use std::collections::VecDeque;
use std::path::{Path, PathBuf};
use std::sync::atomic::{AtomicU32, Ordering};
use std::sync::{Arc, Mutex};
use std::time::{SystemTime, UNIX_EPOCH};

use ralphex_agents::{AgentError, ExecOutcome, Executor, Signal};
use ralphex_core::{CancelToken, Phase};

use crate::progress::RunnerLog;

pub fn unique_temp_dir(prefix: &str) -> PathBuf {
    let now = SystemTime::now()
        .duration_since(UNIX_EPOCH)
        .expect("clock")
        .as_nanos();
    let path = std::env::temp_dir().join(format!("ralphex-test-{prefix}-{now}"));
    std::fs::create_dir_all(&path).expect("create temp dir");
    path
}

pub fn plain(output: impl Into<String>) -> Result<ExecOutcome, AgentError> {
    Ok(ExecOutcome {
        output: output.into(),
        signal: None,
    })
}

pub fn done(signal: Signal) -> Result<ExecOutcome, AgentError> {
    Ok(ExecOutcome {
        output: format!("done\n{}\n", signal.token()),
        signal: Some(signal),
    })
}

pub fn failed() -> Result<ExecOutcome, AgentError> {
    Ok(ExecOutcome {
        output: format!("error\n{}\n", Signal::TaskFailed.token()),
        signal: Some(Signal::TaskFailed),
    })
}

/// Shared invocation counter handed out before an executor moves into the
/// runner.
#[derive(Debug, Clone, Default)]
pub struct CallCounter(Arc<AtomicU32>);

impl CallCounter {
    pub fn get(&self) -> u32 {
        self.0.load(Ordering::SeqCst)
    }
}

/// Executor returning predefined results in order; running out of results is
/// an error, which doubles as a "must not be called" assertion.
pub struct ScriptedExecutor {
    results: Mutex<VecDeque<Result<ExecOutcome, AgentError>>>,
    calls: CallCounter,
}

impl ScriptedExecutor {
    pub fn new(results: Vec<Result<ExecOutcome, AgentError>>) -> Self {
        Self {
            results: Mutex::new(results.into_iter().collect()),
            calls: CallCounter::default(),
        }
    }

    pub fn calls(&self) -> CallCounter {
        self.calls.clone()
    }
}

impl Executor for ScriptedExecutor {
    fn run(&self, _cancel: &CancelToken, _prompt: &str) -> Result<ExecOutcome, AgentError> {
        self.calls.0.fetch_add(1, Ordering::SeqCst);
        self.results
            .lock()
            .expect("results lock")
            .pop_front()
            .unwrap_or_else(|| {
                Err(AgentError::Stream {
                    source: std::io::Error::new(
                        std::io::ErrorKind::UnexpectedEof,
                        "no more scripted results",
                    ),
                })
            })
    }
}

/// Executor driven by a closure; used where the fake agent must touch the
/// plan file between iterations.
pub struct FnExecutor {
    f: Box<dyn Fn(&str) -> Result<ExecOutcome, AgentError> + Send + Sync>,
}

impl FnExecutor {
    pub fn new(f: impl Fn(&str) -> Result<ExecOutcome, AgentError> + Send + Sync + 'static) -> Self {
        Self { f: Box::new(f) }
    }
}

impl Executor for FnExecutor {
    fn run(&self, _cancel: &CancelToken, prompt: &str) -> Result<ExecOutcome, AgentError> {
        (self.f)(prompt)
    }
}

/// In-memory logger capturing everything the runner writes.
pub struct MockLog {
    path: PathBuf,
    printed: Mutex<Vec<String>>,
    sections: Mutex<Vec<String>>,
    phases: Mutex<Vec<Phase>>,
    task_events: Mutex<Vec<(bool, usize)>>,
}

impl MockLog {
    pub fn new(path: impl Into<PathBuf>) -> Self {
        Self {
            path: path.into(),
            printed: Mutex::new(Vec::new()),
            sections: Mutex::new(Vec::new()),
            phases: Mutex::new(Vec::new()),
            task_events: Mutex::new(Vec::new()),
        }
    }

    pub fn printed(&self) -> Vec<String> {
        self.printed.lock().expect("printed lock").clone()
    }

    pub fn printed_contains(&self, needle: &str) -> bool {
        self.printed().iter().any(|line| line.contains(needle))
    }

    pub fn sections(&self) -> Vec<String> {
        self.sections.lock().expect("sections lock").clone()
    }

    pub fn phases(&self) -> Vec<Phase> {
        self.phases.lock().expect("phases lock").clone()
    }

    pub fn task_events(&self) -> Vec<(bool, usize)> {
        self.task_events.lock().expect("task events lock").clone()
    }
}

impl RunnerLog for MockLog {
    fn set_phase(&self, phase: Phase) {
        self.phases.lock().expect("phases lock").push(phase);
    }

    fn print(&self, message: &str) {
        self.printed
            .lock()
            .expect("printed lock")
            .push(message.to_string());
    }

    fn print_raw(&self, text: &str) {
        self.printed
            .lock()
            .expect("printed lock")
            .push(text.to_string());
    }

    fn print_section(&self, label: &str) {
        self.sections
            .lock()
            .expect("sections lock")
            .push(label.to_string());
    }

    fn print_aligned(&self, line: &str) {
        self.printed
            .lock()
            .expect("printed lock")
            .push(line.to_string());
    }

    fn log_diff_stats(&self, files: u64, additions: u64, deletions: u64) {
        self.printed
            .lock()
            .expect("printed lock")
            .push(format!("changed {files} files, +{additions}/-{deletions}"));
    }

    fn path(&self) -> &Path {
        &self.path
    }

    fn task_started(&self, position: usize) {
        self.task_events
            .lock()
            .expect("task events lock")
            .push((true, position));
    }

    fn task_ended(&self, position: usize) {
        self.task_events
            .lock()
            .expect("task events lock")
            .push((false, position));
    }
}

------------------------------

Find the lines above that contain the word "message" and copy each one.

    fn print(&self, message: &str) {
            .push(message.to_string());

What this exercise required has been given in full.